## [What is needed]
State the count of lines below in which the word "derive" appears, and add nothing.

Start of Data

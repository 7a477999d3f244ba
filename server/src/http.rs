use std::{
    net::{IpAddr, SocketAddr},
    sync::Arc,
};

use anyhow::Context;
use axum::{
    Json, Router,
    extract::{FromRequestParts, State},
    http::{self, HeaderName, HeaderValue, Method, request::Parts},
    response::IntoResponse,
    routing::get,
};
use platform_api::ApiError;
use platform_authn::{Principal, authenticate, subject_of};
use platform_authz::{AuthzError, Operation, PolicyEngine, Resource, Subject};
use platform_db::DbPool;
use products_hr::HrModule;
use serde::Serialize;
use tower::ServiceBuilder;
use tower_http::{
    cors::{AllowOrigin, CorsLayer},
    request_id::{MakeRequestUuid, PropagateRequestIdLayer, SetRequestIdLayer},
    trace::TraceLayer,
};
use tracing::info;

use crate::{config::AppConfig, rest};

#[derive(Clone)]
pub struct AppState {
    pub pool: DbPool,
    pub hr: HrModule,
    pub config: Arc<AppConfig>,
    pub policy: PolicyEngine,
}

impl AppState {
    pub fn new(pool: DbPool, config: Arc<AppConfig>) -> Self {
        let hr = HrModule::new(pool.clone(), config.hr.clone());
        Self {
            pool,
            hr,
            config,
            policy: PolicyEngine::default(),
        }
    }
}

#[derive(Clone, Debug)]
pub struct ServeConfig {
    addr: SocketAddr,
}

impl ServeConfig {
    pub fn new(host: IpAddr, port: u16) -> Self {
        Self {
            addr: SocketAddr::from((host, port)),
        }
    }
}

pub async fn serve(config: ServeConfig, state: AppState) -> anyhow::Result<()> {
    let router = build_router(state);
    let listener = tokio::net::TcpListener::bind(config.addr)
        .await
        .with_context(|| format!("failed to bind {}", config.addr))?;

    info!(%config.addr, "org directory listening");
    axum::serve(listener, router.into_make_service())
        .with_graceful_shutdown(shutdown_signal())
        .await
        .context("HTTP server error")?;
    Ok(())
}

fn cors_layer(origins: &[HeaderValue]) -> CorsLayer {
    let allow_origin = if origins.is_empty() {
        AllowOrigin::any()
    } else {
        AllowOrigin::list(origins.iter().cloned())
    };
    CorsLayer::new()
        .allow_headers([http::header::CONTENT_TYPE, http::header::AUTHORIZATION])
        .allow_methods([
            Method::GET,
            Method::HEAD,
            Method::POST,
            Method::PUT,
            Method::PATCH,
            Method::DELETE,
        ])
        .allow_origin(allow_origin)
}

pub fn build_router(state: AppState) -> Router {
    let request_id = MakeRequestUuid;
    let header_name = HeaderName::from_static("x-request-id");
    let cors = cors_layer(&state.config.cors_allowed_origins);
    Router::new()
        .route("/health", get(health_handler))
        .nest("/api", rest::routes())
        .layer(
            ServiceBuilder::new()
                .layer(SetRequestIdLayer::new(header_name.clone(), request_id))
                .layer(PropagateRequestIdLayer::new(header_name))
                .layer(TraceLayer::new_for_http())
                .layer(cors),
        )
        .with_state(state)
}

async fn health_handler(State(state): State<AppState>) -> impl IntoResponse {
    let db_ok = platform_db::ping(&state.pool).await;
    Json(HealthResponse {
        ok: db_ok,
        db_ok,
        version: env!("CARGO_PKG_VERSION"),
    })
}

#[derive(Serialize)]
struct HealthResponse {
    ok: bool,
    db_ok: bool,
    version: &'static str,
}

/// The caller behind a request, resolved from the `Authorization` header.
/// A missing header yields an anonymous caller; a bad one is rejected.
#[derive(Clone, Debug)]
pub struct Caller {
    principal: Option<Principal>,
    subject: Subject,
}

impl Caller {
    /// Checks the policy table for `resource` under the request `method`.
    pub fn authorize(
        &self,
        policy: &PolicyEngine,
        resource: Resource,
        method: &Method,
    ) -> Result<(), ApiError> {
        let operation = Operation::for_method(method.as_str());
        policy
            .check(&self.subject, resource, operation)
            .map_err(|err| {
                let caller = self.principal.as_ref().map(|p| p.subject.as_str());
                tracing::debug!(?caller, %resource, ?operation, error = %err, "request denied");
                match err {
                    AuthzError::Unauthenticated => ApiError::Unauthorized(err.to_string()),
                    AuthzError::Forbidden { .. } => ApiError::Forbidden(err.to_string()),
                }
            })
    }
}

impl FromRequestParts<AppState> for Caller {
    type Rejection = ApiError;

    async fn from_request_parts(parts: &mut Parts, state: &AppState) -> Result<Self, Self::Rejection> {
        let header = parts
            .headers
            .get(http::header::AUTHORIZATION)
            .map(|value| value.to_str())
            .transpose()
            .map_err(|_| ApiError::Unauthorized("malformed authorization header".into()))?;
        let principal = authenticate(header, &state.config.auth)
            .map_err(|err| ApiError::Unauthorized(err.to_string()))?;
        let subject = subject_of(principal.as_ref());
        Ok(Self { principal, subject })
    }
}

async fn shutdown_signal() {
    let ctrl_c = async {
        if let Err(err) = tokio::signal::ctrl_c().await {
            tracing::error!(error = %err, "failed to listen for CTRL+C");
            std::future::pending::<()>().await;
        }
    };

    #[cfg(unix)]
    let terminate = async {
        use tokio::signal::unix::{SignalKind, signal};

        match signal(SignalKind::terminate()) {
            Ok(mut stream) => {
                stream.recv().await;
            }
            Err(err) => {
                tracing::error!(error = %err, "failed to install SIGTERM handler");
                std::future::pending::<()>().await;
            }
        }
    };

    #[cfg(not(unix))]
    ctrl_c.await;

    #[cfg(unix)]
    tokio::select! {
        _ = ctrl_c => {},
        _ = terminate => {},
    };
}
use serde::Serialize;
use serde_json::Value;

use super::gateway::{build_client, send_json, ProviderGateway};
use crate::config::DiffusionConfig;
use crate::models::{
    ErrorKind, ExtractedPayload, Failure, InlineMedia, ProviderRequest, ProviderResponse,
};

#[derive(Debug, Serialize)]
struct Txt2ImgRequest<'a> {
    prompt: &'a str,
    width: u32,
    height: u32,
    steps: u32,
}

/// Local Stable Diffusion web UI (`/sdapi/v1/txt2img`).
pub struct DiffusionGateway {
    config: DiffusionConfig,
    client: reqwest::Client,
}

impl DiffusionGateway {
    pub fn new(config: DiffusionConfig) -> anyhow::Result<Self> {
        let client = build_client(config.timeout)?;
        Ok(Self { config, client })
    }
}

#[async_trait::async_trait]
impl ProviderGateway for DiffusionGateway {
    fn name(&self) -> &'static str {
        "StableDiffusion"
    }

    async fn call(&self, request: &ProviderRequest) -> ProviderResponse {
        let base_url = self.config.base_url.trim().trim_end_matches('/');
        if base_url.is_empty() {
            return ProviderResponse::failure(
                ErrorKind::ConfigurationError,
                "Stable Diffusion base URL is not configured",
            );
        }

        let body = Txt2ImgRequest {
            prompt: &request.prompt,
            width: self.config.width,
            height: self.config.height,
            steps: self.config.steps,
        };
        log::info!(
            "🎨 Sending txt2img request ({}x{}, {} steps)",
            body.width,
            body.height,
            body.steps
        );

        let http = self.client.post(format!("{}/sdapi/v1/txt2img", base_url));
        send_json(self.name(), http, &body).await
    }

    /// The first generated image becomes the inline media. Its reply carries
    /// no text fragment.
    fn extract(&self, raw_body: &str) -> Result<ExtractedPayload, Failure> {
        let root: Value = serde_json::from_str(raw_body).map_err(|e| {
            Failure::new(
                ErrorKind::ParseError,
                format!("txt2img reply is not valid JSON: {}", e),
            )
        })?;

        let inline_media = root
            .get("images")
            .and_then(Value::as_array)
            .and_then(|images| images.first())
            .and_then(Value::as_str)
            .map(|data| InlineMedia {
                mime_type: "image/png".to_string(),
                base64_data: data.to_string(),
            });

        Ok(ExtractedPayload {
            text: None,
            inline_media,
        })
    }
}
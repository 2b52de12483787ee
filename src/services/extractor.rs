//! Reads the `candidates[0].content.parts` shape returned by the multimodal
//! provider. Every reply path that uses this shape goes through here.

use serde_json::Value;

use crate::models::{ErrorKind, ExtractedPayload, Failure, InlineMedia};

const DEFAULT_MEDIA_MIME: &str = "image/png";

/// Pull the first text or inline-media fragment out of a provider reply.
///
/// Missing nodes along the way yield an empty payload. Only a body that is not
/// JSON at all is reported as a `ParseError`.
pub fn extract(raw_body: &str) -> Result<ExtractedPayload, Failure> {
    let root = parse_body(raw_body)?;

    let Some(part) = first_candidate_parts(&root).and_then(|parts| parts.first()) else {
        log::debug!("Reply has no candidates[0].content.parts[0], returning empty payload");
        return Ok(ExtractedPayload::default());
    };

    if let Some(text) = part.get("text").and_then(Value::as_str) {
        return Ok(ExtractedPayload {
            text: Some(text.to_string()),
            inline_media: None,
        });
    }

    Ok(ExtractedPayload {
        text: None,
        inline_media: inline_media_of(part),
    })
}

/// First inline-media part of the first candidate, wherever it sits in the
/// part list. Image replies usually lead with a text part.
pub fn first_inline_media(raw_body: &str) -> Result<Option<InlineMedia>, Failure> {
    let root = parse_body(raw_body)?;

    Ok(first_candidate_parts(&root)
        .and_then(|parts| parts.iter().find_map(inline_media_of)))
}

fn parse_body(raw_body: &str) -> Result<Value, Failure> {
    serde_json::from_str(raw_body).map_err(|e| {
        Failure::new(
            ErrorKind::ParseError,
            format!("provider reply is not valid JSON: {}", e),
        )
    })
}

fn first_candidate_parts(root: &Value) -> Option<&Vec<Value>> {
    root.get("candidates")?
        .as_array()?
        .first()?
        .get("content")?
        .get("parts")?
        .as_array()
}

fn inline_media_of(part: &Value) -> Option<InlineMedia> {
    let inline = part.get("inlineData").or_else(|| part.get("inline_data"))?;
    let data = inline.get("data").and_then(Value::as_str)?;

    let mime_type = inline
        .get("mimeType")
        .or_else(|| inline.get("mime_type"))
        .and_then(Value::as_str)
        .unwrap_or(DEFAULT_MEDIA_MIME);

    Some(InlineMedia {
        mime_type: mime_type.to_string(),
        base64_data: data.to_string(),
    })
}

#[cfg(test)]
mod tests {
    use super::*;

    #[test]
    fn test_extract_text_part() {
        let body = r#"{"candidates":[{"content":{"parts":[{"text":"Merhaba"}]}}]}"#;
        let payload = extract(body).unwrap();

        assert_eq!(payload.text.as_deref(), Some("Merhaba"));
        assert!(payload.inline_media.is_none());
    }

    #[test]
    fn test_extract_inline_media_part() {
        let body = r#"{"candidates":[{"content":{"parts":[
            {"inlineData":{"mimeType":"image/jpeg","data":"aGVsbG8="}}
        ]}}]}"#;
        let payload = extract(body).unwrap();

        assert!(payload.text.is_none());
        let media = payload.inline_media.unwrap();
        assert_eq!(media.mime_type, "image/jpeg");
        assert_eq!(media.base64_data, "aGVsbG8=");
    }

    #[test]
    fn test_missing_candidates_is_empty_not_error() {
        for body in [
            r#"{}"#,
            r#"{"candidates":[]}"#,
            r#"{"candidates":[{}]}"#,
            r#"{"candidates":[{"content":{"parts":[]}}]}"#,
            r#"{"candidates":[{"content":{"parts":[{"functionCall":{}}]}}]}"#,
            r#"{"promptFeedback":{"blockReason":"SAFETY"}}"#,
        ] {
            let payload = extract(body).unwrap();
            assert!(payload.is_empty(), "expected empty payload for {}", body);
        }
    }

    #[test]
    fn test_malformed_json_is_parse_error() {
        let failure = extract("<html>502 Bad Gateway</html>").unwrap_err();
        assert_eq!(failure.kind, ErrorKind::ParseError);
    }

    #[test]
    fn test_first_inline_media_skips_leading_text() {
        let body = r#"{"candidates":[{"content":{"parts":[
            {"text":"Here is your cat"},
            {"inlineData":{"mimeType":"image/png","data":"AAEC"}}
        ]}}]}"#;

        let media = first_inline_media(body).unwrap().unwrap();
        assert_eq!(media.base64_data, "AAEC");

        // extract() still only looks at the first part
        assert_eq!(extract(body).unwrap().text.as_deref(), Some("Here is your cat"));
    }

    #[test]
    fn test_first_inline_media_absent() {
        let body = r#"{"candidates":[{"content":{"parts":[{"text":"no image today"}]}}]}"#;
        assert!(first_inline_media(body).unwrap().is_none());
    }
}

End of Data

## [Solution for this task]
5